Gold Settles Down as Calm in Cyprus Saps Interest

Why Gold Will Rally

Gold settled below $1,600 an ounce on Thursday, as banks reopened in Cyprus for the first time in two weeks without signs of panic withdrawals, sapping demand for low-risk assets.

Gold hit a one-month high of $1,616.36 last week on concerns the $10 billion euro rescue deal for Cyprus, which will leave big depositors and private bondholders with huge losses, could become a template for future bank bailouts in the euro zone.

But a widespread perception that the Cypriot crisis would be contained put the metal on track for its second quarterly decline in a row and analysts were now anticipating sideways trading ahead of the Easter holiday break.

(Read More: Cyprus Bailout Won't Be Euro Zone's Last: Poll)

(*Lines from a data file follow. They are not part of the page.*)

use crate::error::ConfigError;
use regex::Regex;
use serde::Deserialize;
use std::path::Path;

#[derive(Debug, Deserialize, Clone)]
pub struct AppConfig {
    #[serde(default)]
    pub general: GeneralConfig,

    #[serde(default)]
    pub capture: CaptureConfig,

    #[serde(default)]
    pub playback: PlaybackConfig,

    #[serde(default)]
    pub session: SessionConfig,

    #[serde(default)]
    pub recognition: Option<ServiceConfig>,

    #[serde(default)]
    pub synthesis: Option<ServiceConfig>,

    #[serde(default)]
    pub providers: Option<toml::Value>,
}

#[derive(Debug, Deserialize, Clone)]
pub struct GeneralConfig {
    #[serde(default = "default_log_level")]
    pub log_level: String,
}

impl Default for GeneralConfig {
    fn default() -> Self {
        Self {
            log_level: default_log_level(),
        }
    }
}

#[derive(Debug, Deserialize, Clone)]
pub struct CaptureConfig {
    #[serde(default = "default_device_name")]
    pub device_name: String,

    #[serde(default = "default_frame_size")]
    pub frame_size: u32,

    #[serde(default = "default_wire_rate")]
    pub target_sample_rate: u32,
}

impl Default for CaptureConfig {
    fn default() -> Self {
        Self {
            device_name: default_device_name(),
            frame_size: default_frame_size(),
            target_sample_rate: default_wire_rate(),
        }
    }
}

#[derive(Debug, Deserialize, Clone)]
pub struct PlaybackConfig {
    #[serde(default = "default_device_name")]
    pub device_name: String,

    #[serde(default = "default_wire_rate")]
    pub sample_rate: u32,

    #[serde(default = "default_channels")]
    pub channels: u16,
}

impl Default for PlaybackConfig {
    fn default() -> Self {
        Self {
            device_name: default_device_name(),
            sample_rate: default_wire_rate(),
            channels: default_channels(),
        }
    }
}

/// What `open()` does when a session is already active. The two observed
/// provider frontends disagree here, so the choice is explicit per install.
#[derive(Debug, Deserialize, Clone, Copy, PartialEq, Eq)]
#[serde(rename_all = "lowercase")]
pub enum BusyPolicy {
    /// Fully close the existing session, then open the new one.
    Preempt,
    /// Refuse the new session while one is active.
    Reject,
}

#[derive(Debug, Deserialize, Clone)]
pub struct SessionConfig {
    #[serde(default = "default_busy_policy")]
    pub on_busy: BusyPolicy,

    /// When false, provider failures are logged but not surfaced as events.
    #[serde(default = "default_true")]
    pub surface_failures: bool,
}

impl Default for SessionConfig {
    fn default() -> Self {
        Self {
            on_busy: default_busy_policy(),
            surface_failures: default_true(),
        }
    }
}

#[derive(Debug, Deserialize, Clone)]
pub struct ServiceConfig {
    pub provider: String,
}

fn default_log_level() -> String {
    "info".to_string()
}

fn default_device_name() -> String {
    "default".to_string()
}

fn default_frame_size() -> u32 {
    4096
}

fn default_wire_rate() -> u32 {
    16000
}

fn default_channels() -> u16 {
    1
}

fn default_busy_policy() -> BusyPolicy {
    BusyPolicy::Preempt
}

fn default_true() -> bool {
    true
}

/// Interpolate `${VAR}` patterns with environment variable values.
fn interpolate_env_vars(input: &str) -> Result<String, ConfigError> {
    let re = Regex::new(r"\$\{([^}]+)\}").unwrap();
    let mut result = input.to_string();
    let mut errors = Vec::new();

    for cap in re.captures_iter(input) {
        let var_name = &cap[1];
        match std::env::var(var_name) {
            Ok(val) => {
                result = result.replace(&cap[0], &val);
            }
            Err(_) => {
                errors.push(var_name.to_string());
            }
        }
    }

    if let Some(first_missing) = errors.into_iter().next() {
        return Err(ConfigError::EnvVarNotFound(first_missing));
    }

    Ok(result)
}

impl AppConfig {
    /// Load configuration from a TOML file, with environment variable interpolation.
    pub fn load_from_file(path: &Path) -> Result<Self, ConfigError> {
        let content = std::fs::read_to_string(path)?;
        let interpolated = interpolate_env_vars(&content)?;
        let config: AppConfig = toml::from_str(&interpolated)?;
        Ok(config)
    }

    /// Parse configuration from a TOML string (for testing).
    pub fn from_toml_str(s: &str) -> Result<Self, ConfigError> {
        let interpolated = interpolate_env_vars(s)?;
        let config: AppConfig = toml::from_str(&interpolated)?;
        Ok(config)
    }

    /// The opaque `[providers.<name>]` table for one adapter, or an empty
    /// table when none is configured.
    pub fn provider_config(&self, name: &str) -> toml::Value {
        self.providers
            .as_ref()
            .and_then(|p| p.get(name))
            .cloned()
            .unwrap_or_else(|| toml::Value::Table(Default::default()))
    }
}

#[cfg(test)]
mod tests {
    use super::*;

    #[test]
    fn test_config_parse_valid_toml() {
        let toml_str = r#"
[general]
log_level = "debug"

[capture]
device_name = "USB Microphone"
frame_size = 2048
target_sample_rate = 8000

[playback]
device_name = "speakers"
sample_rate = 24000
channels = 2

[session]
on_busy = "reject"
surface_failures = false

[recognition]
provider = "aliyun-asr"

[synthesis]
provider = "aliyun-tts"

[providers.aliyun-asr]
token = "tok"
app_key = "key"
"#;
        let config = AppConfig::from_toml_str(toml_str).unwrap();
        assert_eq!(config.general.log_level, "debug");
        assert_eq!(config.capture.device_name, "USB Microphone");
        assert_eq!(config.capture.frame_size, 2048);
        assert_eq!(config.capture.target_sample_rate, 8000);
        assert_eq!(config.playback.sample_rate, 24000);
        assert_eq!(config.playback.channels, 2);
        assert_eq!(config.session.on_busy, BusyPolicy::Reject);
        assert!(!config.session.surface_failures);
        assert_eq!(config.recognition.unwrap().provider, "aliyun-asr");
        assert_eq!(config.synthesis.unwrap().provider, "aliyun-tts");
    }

    #[test]
    fn test_config_parse_minimal_toml() {
        let config = AppConfig::from_toml_str("").unwrap();
        assert_eq!(config.general.log_level, "info");
        assert_eq!(config.capture.device_name, "default");
        assert_eq!(config.capture.frame_size, 4096);
        assert_eq!(config.capture.target_sample_rate, 16000);
        assert_eq!(config.playback.sample_rate, 16000);
        assert_eq!(config.playback.channels, 1);
        assert_eq!(config.session.on_busy, BusyPolicy::Preempt);
        assert!(config.session.surface_failures);
        assert!(config.recognition.is_none());
        assert!(config.synthesis.is_none());
    }

    #[test]
    fn test_config_env_var_interpolation() {
        std::env::set_var("VOICELINK_TEST_TOKEN", "secret123");
        let toml_str = r#"
[providers.aliyun-asr]
token = "${VOICELINK_TEST_TOKEN}"
"#;
        let config = AppConfig::from_toml_str(toml_str).unwrap();
        let provider = config.provider_config("aliyun-asr");
        assert_eq!(
            provider.get("token").and_then(|v| v.as_str()),
            Some("secret123")
        );
        std::env::remove_var("VOICELINK_TEST_TOKEN");
    }

    #[test]
    fn test_config_missing_env_var_fails() {
        let toml_str = r#"
[providers.aliyun-asr]
token = "${VOICELINK_TEST_MISSING_VAR}"
"#;
        let result = AppConfig::from_toml_str(toml_str);
        match result {
            Err(ConfigError::EnvVarNotFound(name)) => {
                assert_eq!(name, "VOICELINK_TEST_MISSING_VAR");
            }
            _ => panic!("expected EnvVarNotFound"),
        }
    }

    #[test]
    fn test_provider_config_missing_returns_empty_table() {
        let config = AppConfig::from_toml_str("").unwrap();
        let value = config.provider_config("baidu-asr");
        assert!(value.as_table().map(|t| t.is_empty()).unwrap_or(false));
    }

    #[test]
    fn test_config_invalid_busy_policy_fails() {
        let toml_str = r#"
[session]
on_busy = "queue"
"#;
        assert!(AppConfig::from_toml_str(toml_str).is_err());
    }
}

Gold was down 0.6 percent to $1,595 an ounce. Spot prices were still set for a 1.1 percent gain in March, their first monthly rise in six months. U.S. gold futures settled down $11.50 at $1,595.70 an ounce.

In euro terms, gold was headed for a monthly gain of around three percent, its best monthly performance since July, having peaked on Wednesday at its highest since Jan. 24 at 1,260.06 euros.

"Prices are likely to stay depressed in coming sessions as the situation in Cyprus is expected to slowly get better," Canaccord Genuity analyst Dmitry Kalachev said. "But the downside may be temporary and although risks of contagion from Cyprus are limited, uncertainty remains around other periphery countries in the euro zone."

Major stock markets recovered and the euro edged off a four-month low against the dollar on the news Cypriots queued calmly at banks as they reopened under tight controls imposed on transactions to prevent a run on deposits.

Although European leaders said the bailout, agreed in Brussels on Monday, averted a chaotic national bankruptcy that might have forced Cyprus out of the euro, the deal looks set to push the country deeper into an economic slump.

Reflecting the stalled momentum in gold, holdings of SPDR Gold Trust, the world's largest gold-backed exchange-traded fund, were unchanged at 1,221.260 tons for the fourth session on March 27.

The fund, which accounts for around 40 percent of total ETF holdings, was however set for its biggest quarterly outflow since inception.

Fed Support

In the short term, gold is likely to remain supported by comments from top Federal Reserve officials, reiterating that the U.S. central bank would do best to keep buying assets at its current $85-billion-a-month pace until the jobs market is on firmer ground.

(Read More: Monetary Policy Is Not Loose Enough: Fed Official)

Fears that printing money to buy assets will stoke inflation have been a key driver in boosting gold, sending prices to an 11-month high last October after the Fed announced its third round of aggressive economic stimulus.

The physical market was mostly subdued as jewellers and speculators stayed on the sidelines ahead of the Easter holiday, keeping premiums in Hong Kong and Singapore unchanged at between $1.20 and $1.50 an ounce to the spot London prices.

Liquidity should return next week, when an European Central Bank policy meeting and U.S. non-farm payrolls will be the main economic events.

In other precious metals, spot silver last lost 0.9 percent to $28 an ounce.

Platinum fell 0.7 percent to $1,568 per ounce, while palladium rose 0.3 percent to $767 an ounce, having earlier touched a 10-day high.